I covered my mouth in horror as I realized they were both covered in blood.
Dear God.
“Mama? Owie,” Will mumbled seriously, turning his head slightly so he could look at Callie’s face.
“Yeah, son. Mama has an owie,” she answered gently in a tone that indicated it was a conversation they’d had before.
“Will kiss,” he told her softly, turning his head so he could kiss her thigh before he settled back against her.
“Thanks, Will,” she commented, closing her good eye as she leaned her head against the wall behind her. “Mama feels so much better now.”
Chapter 72
Grease
I was sitting at a diner a few miles from Callie’s place, waiting for her phone call. I’d been imagining scenarios where she’d call and apologize and beg me to come back, and we could act like the past few hours had never happened.
I couldn’t believe she’d kicked me out—and I wasn’t sure how I should’ve reacted.
I went over it a thousand times in my head—different scenarios that may have worked to change her mind. If I’d fought harder, maybe she would have relented. Maybe she needed me to fight, needed that release that she used to look for when we hadn’t seen each other for months.
I’d pussed out, leaving instead, because it had been so goddamn long that I couldn’t read her like I’d been able to before.
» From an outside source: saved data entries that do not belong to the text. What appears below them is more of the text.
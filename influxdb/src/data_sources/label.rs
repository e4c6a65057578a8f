//! `influxdb_label` and `influxdb_labels` data sources

use crate::api::labels::Label;
use crate::api::{cancellable, Client};
use crate::resources::label::label_values;
use async_trait::async_trait;
use tfplug::request::{DataSourceReadRequest, DataSourceReadResponse};
use tfplug::schema::Attribute;
use tfplug::{
    AttributeBuilder, AttributeType, DataSourceSchema, DataSourceV2, Diagnostics, Dynamic,
    SchemaBuilder, StateBuilder,
};

use super::{computed_string, failed, lookup_key};

fn label_attributes() -> Vec<Attribute> {
    vec![
        computed_string("name", "The label name."),
        computed_string("org_id", "The organization ID."),
        AttributeBuilder::map("properties", AttributeType::String)
            .computed()
            .description("The key-value pairs associated with this label.")
            .build(),
    ]
}

fn label_object(label: &Label) -> StateBuilder {
    label_values(label).string_map("properties", label.properties.as_ref())
}

pub struct LabelDataSource {
    client: Client,
}

impl LabelDataSource {
    pub fn new(client: Client) -> Self {
        Self { client }
    }

    pub fn schema_static() -> DataSourceSchema {
        let mut schema = SchemaBuilder::new()
            .description("Retrieve details about a label.")
            .attribute(
                AttributeBuilder::string("id")
                    .required()
                    .description("The label ID."),
            );
        for attribute in label_attributes() {
            schema = schema.attribute(attribute);
        }
        schema.build()
    }
}

#[async_trait]
impl DataSourceV2 for LabelDataSource {
    async fn read(&self, request: DataSourceReadRequest) -> DataSourceReadResponse {
        let mut diagnostics = Diagnostics::new();

        let Some(id) = lookup_key(
            &request.config,
            "id",
            "Id is empty",
            "Must set Id",
            &mut diagnostics,
        ) else {
            return failed(diagnostics);
        };

        match cancellable(&request.context, self.client.labels().get(&id)).await {
            Ok(label) => DataSourceReadResponse {
                state: Some(label_object(&label).build()),
                diagnostics,
            },
            Err(e) => {
                diagnostics.add_error(
                    "Label not found",
                    Some(format!("Unable to read label {}: {}", id, e)),
                );
                failed(diagnostics)
            }
        }
    }
}

pub struct LabelsDataSource {
    client: Client,
}

impl LabelsDataSource {
    pub fn new(client: Client) -> Self {
        Self { client }
    }

    pub fn schema_static() -> DataSourceSchema {
        let mut attributes = label_attributes();
        attributes.push(computed_string("id", "The label ID."));

        SchemaBuilder::new()
            .description("Lists labels.")
            .attribute(
                AttributeBuilder::nested_list("labels", attributes)
                    .computed()
                    .description("Labels visible to the provider's credentials."),
            )
            .build()
    }
}

#[async_trait]
impl DataSourceV2 for LabelsDataSource {
    async fn read(&self, request: DataSourceReadRequest) -> DataSourceReadResponse {
        let mut diagnostics = Diagnostics::new();

        match cancellable(&request.context, self.client.labels().list()).await {
            Ok(labels) => {
                let items = labels
                    .iter()
                    .map(|label| label_object(label).build_object())
                    .collect();
                DataSourceReadResponse {
                    state: Some(
                        StateBuilder::new()
                            .value("labels", Dynamic::List(items))
                            .build(),
                    ),
                    diagnostics,
                }
            }
            Err(e) => {
                diagnostics.add_error("Unable to list labels", Some(e.to_string()));
                failed(diagnostics)
            }
        }
    }
}

#[cfg(test)]
mod tests {
    use super::*;
    use crate::test_helpers::{config, test_client};
    use mockito::Server;
    use tfplug::Context;

    #[tokio::test]
    async fn reads_label_properties() {
        let mut server = Server::new_async().await;
        let _mock = server
            .mock("GET", "/api/v2/labels/l1")
            .with_status(200)
            .with_body(r#"{"label":{"id":"l1","orgID":"o1","name":"critical","properties":{"color":"ffb3b3"}}}"#)
            .create_async()
            .await;

        let data_source = LabelDataSource::new(test_client(&server));
        let response = data_source
            .read(DataSourceReadRequest {
                context: Context::new(),
                config: config(&[("id", "l1".into())]),
            })
            .await;

        let state = response.state.unwrap();
        assert_eq!(state.get_string("name"), Some("critical".to_string()));
        assert_eq!(state.get_map("properties").unwrap()["color"], Dynamic::from("ffb3b3"));
    }

    #[tokio::test]
    async fn empty_id_is_rejected() {
        let server = Server::new_async().await;
        let data_source = LabelDataSource::new(test_client(&server));

        let response = data_source
            .read(DataSourceReadRequest {
                context: Context::new(),
                config: config(&[("id", "".into())]),
            })
            .await;

        assert_eq!(response.diagnostics.errors[0].summary, "Id is empty");
    }

    #[tokio::test]
    async fn lists_labels() {
        let mut server = Server::new_async().await;
        let _mock = server
            .mock("GET", "/api/v2/labels")
            .with_status(200)
            .with_body(r#"{"labels":[{"id":"l1","orgID":"o1","name":"critical"}]}"#)
            .create_async()
            .await;

        let data_source = LabelsDataSource::new(test_client(&server));
        let response = data_source
            .read(DataSourceReadRequest {
                context: Context::new(),
                config: config(&[]),
            })
            .await;

        let state = response.state.unwrap();
        let labels = state.get_list("labels").unwrap();
        assert!(labels[0].as_map().unwrap()["properties"].is_null());
    }
}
I hadn’t been able to tell if she was serious, or just pushing like she’d done a million times before.
Christ.
My phone vibrated next to my coffee on the table in front of me, flashing Rose’s number, and I snatched it up before the first ring was over.
“Callie?” I answered, hope and dread pooling in my gut.
“It’s Farrah,” came a monotone voice from the other end. “You need to get over here… and call your boys for a pick-up. We’re gonna need a cleaner.”